Stored items from a collection:

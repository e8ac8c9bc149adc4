//! Unique-content sampling: source-derived characters plus random filler.
//!
//! A sample keeps up to `source_count` distinct characters of a source
//! string (left to right, case-sensitive, filtered by an [`AcceptChars`]
//! rule) and pads with random characters from an [`IdAlphabet`] so the
//! result is traceable to its source yet unlikely to repeat.
//!
//! Constructed via the builder pattern: [`SampleSpec::builder`].

use rand::Rng;
use smallvec::SmallVec;

use crate::alphabet::{push_random, AcceptChars, IdAlphabet};
use crate::error::IdentError;

/// How to sample an identifier from a source string.
#[derive(Clone, Copy, Debug)]
pub struct SampleSpec {
    source_count: usize,
    filler_count: usize,
    alphabet: IdAlphabet,
    accept: AcceptChars,
    strict: bool,
}

/// Builder for [`SampleSpec`].
pub struct SampleSpecBuilder {
    source_count: usize,
    filler_count: usize,
    alphabet: IdAlphabet,
    accept: AcceptChars,
    strict: bool,
}

impl SampleSpec {
    /// Create a builder. Defaults: 3 source chars, 3 numeric filler chars,
    /// accept any source char, lenient.
    pub fn builder() -> SampleSpecBuilder {
        SampleSpecBuilder {
            source_count: 3,
            filler_count: 3,
            alphabet: IdAlphabet::Numeric,
            accept: AcceptChars::Any,
            strict: false,
        }
    }

    /// Distinct source characters requested.
    pub fn source_count(&self) -> usize {
        self.source_count
    }

    /// Filler characters requested.
    pub fn filler_count(&self) -> usize {
        self.filler_count
    }

    /// `source_count + filler_count`, checked not to overflow by
    /// [`SampleSpecBuilder::build`].
    pub fn total_len(&self) -> usize {
        self.source_count + self.filler_count
    }

    /// Filler alphabet.
    pub fn alphabet(&self) -> IdAlphabet {
        self.alphabet
    }

    /// Source acceptance rule.
    pub fn accept(&self) -> AcceptChars {
        self.accept
    }

    /// Whether a shortfall is an error.
    pub fn is_strict(&self) -> bool {
        self.strict
    }

    /// Draw one sample of `source`.
    ///
    /// Filler makes up for missing source characters, so with a non-zero
    /// filler count the result is always [`total_len`](Self::total_len)
    /// characters long. With no filler, a source lacking enough qualifying
    /// distinct characters yields a shorter string, or
    /// [`IdentError::InsufficientSource`] in strict mode.
    pub fn sample<R: Rng>(&self, source: &str, rng: &mut R) -> Result<String, IdentError> {
        let mut kept: SmallVec<[char; 16]> = SmallVec::new();
        for c in source.chars() {
            if kept.len() == self.source_count {
                break;
            }
            if self.accept.accepts(c) && !kept.contains(&c) {
                kept.push(c);
            }
        }

        let total = self.total_len();
        let mut out: String = kept.iter().collect();
        let remaining = total - kept.len();
        if remaining > 0 && self.filler_count != 0 {
            push_random(&mut out, rng, self.alphabet, remaining);
        }

        if self.strict && out.chars().count() < total {
            return Err(IdentError::InsufficientSource {
                requested: self.source_count,
                found: kept.len(),
            });
        }
        Ok(out)
    }
}

impl SampleSpecBuilder {
    /// Distinct source characters to keep.
    pub fn source_count(mut self, n: usize) -> Self {
        self.source_count = n;
        self
    }

    /// Filler characters to add (default: 3).
    pub fn filler_count(mut self, n: usize) -> Self {
        self.filler_count = n;
        self
    }

    /// Filler alphabet (default: numeric).
    pub fn alphabet(mut self, alphabet: IdAlphabet) -> Self {
        self.alphabet = alphabet;
        self
    }

    /// Source acceptance rule (default: any).
    pub fn accept(mut self, accept: AcceptChars) -> Self {
        self.accept = accept;
        self
    }

    /// Reject shortfalls instead of returning a shorter string
    /// (default: false).
    pub fn strict(mut self, strict: bool) -> Self {
        self.strict = strict;
        self
    }

    /// Build the spec.
    ///
    /// # Errors
    ///
    /// [`IdentError::EmptySample`] if both counts are zero,
    /// [`IdentError::SampleTooLong`] if their sum overflows.
    pub fn build(self) -> Result<SampleSpec, IdentError> {
        if self.source_count == 0 && self.filler_count == 0 {
            return Err(IdentError::EmptySample);
        }
        if self.source_count.checked_add(self.filler_count).is_none() {
            return Err(IdentError::SampleTooLong {
                source_count: self.source_count,
                filler_count: self.filler_count,
            });
        }
        Ok(SampleSpec {
            source_count: self.source_count,
            filler_count: self.filler_count,
            alphabet: self.alphabet,
            accept: self.accept,
            strict: self.strict,
        })
    }
}

#[cfg(test)]
mod tests {
    use super::*;
    use rand::SeedableRng;
    use rand_chacha::ChaCha8Rng;

    fn rng() -> ChaCha8Rng {
        ChaCha8Rng::seed_from_u64(42)
    }

    fn spec(source: usize, filler: usize) -> SampleSpecBuilder {
        SampleSpec::builder().source_count(source).filler_count(filler)
    }

    #[test]
    fn keeps_first_distinct_source_chars_then_filler() {
        let s = spec(3, 3).build().unwrap().sample("ABCDEF", &mut rng()).unwrap();
        assert_eq!(s.len(), 6);
        assert_eq!(&s[..3], "ABC");
        assert!(s[3..].chars().all(|c| c.is_ascii_digit()), "{s}");
    }

    #[test]
    fn repeated_source_chars_are_skipped() {
        let s = spec(4, 0).build().unwrap().sample("AABBACD", &mut rng()).unwrap();
        assert_eq!(s, "ABCD");
    }

    #[test]
    fn matching_is_case_sensitive() {
        let s = spec(3, 0).build().unwrap().sample("aAbB", &mut rng()).unwrap();
        assert_eq!(s, "aAb");
    }

    #[test]
    fn filler_covers_short_source() {
        let s = spec(5, 2).build().unwrap().sample("AB", &mut rng()).unwrap();
        assert_eq!(s.chars().count(), 7);
        assert!(s.starts_with("AB"));
        assert!(s[2..].chars().all(|c| c.is_ascii_digit()));
    }

    #[test]
    fn no_filler_shortfall_is_lenient_by_default() {
        let s = spec(5, 0).build().unwrap().sample("AB", &mut rng()).unwrap();
        assert_eq!(s, "AB");
    }

    #[test]
    fn strict_shortfall_is_an_error() {
        let strict = spec(5, 0).strict(true).build().unwrap();
        assert_eq!(
            strict.sample("AB", &mut rng()),
            Err(IdentError::InsufficientSource {
                requested: 5,
                found: 2
            })
        );
    }

    #[test]
    fn predicate_filters_source() {
        let s = spec(4, 0)
            .accept(AcceptChars::LetterOrDigit)
            .build()
            .unwrap()
            .sample("T-E L:M", &mut rng())
            .unwrap();
        assert_eq!(s, "TELM");

        let uri = spec(4, 0)
            .accept(AcceptChars::UriLike)
            .build()
            .unwrap()
            .sample("TE LM:", &mut rng())
            .unwrap();
        assert_eq!(uri, "TELM");
    }

    #[test]
    fn multibyte_source_chars_are_kept_whole() {
        let s = spec(3, 1).build().unwrap().sample("ùûÇ:", &mut rng()).unwrap();
        assert!(s.starts_with("ùûÇ"));
        assert_eq!(s.chars().count(), 4);
    }

    #[test]
    fn empty_spec_is_rejected() {
        assert_eq!(spec(0, 0).build().unwrap_err(), IdentError::EmptySample);
    }

    #[test]
    fn overflowing_length_is_rejected() {
        assert_eq!(
            spec(usize::MAX, 1).build().unwrap_err(),
            IdentError::SampleTooLong {
                source_count: usize::MAX,
                filler_count: 1
            }
        );
        let widest = spec(usize::MAX - 1, 1).build().unwrap();
        assert_eq!(widest.total_len(), usize::MAX);
    }

    #[test]
    fn filler_only_spec_uses_alphabet() {
        let s = spec(0, 8)
            .alphabet(IdAlphabet::Alpha)
            .build()
            .unwrap()
            .sample("IGNORED", &mut rng())
            .unwrap();
        assert_eq!(s.len(), 8);
        assert!(s.chars().all(|c| c.is_ascii_lowercase()));
    }
}
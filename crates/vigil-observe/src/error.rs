//! Error types for the observer framework.
//!
//! [`ObserverError`] is what an observer raises from a callback.
//! [`ObservableError`] is what an observable surfaces to the caller of
//! `detach`, `detach_all` or a mutation that triggered a notification
//! round, once the configured failure policy decided not to swallow it.

use std::error::Error;
use std::fmt;

/// A failure raised by an observer callback.
///
/// Returned from [`Observer::subject_changed`](crate::Observer::subject_changed)
/// and from detach hooks. Notification policies may hand back a different
/// value to translate the failure.
#[derive(Clone, Debug, PartialEq, Eq)]
pub enum ObserverError {
    /// The observer could not act on the change.
    Failed {
        /// Human-readable description of the failure.
        reason: String,
    },
    /// The observer was invoked in a state where it cannot act.
    IllegalState {
        /// Description of the violated precondition.
        reason: String,
    },
    /// A failure rewritten by a notification policy.
    Translated {
        /// Description supplied by the translating policy.
        reason: String,
        /// The failure originally raised by the observer.
        cause: Box<ObserverError>,
    },
}

impl ObserverError {
    /// Shorthand for [`ObserverError::Failed`].
    pub fn failed(reason: impl Into<String>) -> Self {
        Self::Failed {
            reason: reason.into(),
        }
    }

    /// Shorthand for [`ObserverError::IllegalState`].
    pub fn illegal_state(reason: impl Into<String>) -> Self {
        Self::IllegalState {
            reason: reason.into(),
        }
    }

    /// Wrap `self` as the cause of a [`ObserverError::Translated`] failure.
    pub fn translate(self, reason: impl Into<String>) -> Self {
        Self::Translated {
            reason: reason.into(),
            cause: Box::new(self),
        }
    }

    /// The human-readable reason, without the cause chain.
    pub fn reason(&self) -> &str {
        match self {
            Self::Failed { reason }
            | Self::IllegalState { reason }
            | Self::Translated { reason, .. } => reason,
        }
    }
}

impl fmt::Display for ObserverError {
    fn fmt(&self, f: &mut fmt::Formatter<'_>) -> fmt::Result {
        match self {
            Self::Failed { reason } => write!(f, "observer failed: {reason}"),
            Self::IllegalState { reason } => write!(f, "observer in illegal state: {reason}"),
            Self::Translated { reason, .. } => write!(f, "{reason}"),
        }
    }
}

impl Error for ObserverError {
    fn source(&self) -> Option<&(dyn Error + 'static)> {
        match self {
            Self::Translated { cause, .. } => Some(cause.as_ref()),
            _ => None,
        }
    }
}

/// Errors surfaced by an observable to its direct caller.
#[derive(Clone, Debug, PartialEq, Eq)]
pub enum ObservableError {
    /// An observer's detach hook failed and the detach policy rethrew it.
    ///
    /// The observer has already been removed when this is returned.
    DetachHook {
        /// Name of the detached observer.
        observer: String,
        /// The failure raised by the hook.
        failure: ObserverError,
    },
    /// An observer's change callback failed during a notification round,
    /// and the notification policy raised (or translated) it.
    Notification {
        /// 0-based position of the failing observer in the round.
        index: usize,
        /// Name of the failing observer.
        observer: String,
        /// The raised failure, as returned by the policy.
        failure: ObserverError,
    },
}

impl ObservableError {
    /// The observer failure carried by this error.
    pub fn failure(&self) -> &ObserverError {
        match self {
            Self::DetachHook { failure, .. } | Self::Notification { failure, .. } => failure,
        }
    }

    /// Consume the error, returning the observer failure.
    pub fn into_failure(self) -> ObserverError {
        match self {
            Self::DetachHook { failure, .. } | Self::Notification { failure, .. } => failure,
        }
    }
}

impl fmt::Display for ObservableError {
    fn fmt(&self, f: &mut fmt::Formatter<'_>) -> fmt::Result {
        match self {
            Self::DetachHook { observer, failure } => {
                write!(f, "detach hook of '{observer}' failed: {failure}")
            }
            Self::Notification {
                index,
                observer,
                failure,
            } => write!(
                f,
                "notification of observer #{index} '{observer}' failed: {failure}"
            ),
        }
    }
}

impl Error for ObservableError {
    fn source(&self) -> Option<&(dyn Error + 'static)> {
        Some(self.failure())
    }
}
//! Error types for identifier sampling.

use std::error::Error;
use std::fmt;

/// Errors from building sample specs, generators and samplers, or from
/// drawing identifiers.
#[derive(Clone, Debug, PartialEq, Eq)]
pub enum IdentError {
    /// Both the source count and the filler count are zero.
    EmptySample,
    /// `source_count + filler_count` does not fit in a `usize`.
    SampleTooLong {
        /// Distinct source characters requested.
        source_count: usize,
        /// Filler characters requested.
        filler_count: usize,
    },
    /// A fixed prefix leaves no room for random characters.
    PrefixTooLong {
        /// Prefix length in characters.
        prefix_len: usize,
        /// Requested total length in characters.
        total_len: usize,
    },
    /// A strict sample found fewer qualifying source characters than
    /// requested and had no filler to make up for it.
    InsufficientSource {
        /// Distinct source characters requested.
        requested: usize,
        /// Distinct qualifying characters found.
        found: usize,
    },
    /// Every draw collided with an identifier already issued.
    Exhausted {
        /// Number of draws attempted.
        attempts: u32,
    },
    /// Sampler configuration invariant violated.
    InvalidConfig {
        /// Description of the violated invariant.
        reason: String,
    },
}

impl fmt::Display for IdentError {
    fn fmt(&self, f: &mut fmt::Formatter<'_>) -> fmt::Result {
        match self {
            Self::EmptySample => write!(f, "sample must request at least one character"),
            Self::SampleTooLong {
                source_count,
                filler_count,
            } => write!(
                f,
                "sample of {source_count} source and {filler_count} filler chars is too long"
            ),
            Self::PrefixTooLong {
                prefix_len,
                total_len,
            } => write!(
                f,
                "prefix of {prefix_len} chars leaves no random chars in an id of {total_len}"
            ),
            Self::InsufficientSource { requested, found } => write!(
                f,
                "source has {found} qualifying distinct chars, {requested} requested"
            ),
            Self::Exhausted { attempts } => {
                write!(f, "no unused identifier after {attempts} attempts")
            }
            Self::InvalidConfig { reason } => write!(f, "invalid sampler config: {reason}"),
        }
    }
}

impl Error for IdentError {}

REQUIRED WORK
Filter the records above for "already" and copy every matching line.

EXERCISE SOLUTION
    /// The observer has already been removed when this is returned.
    /// Every draw collided with an identifier already issued.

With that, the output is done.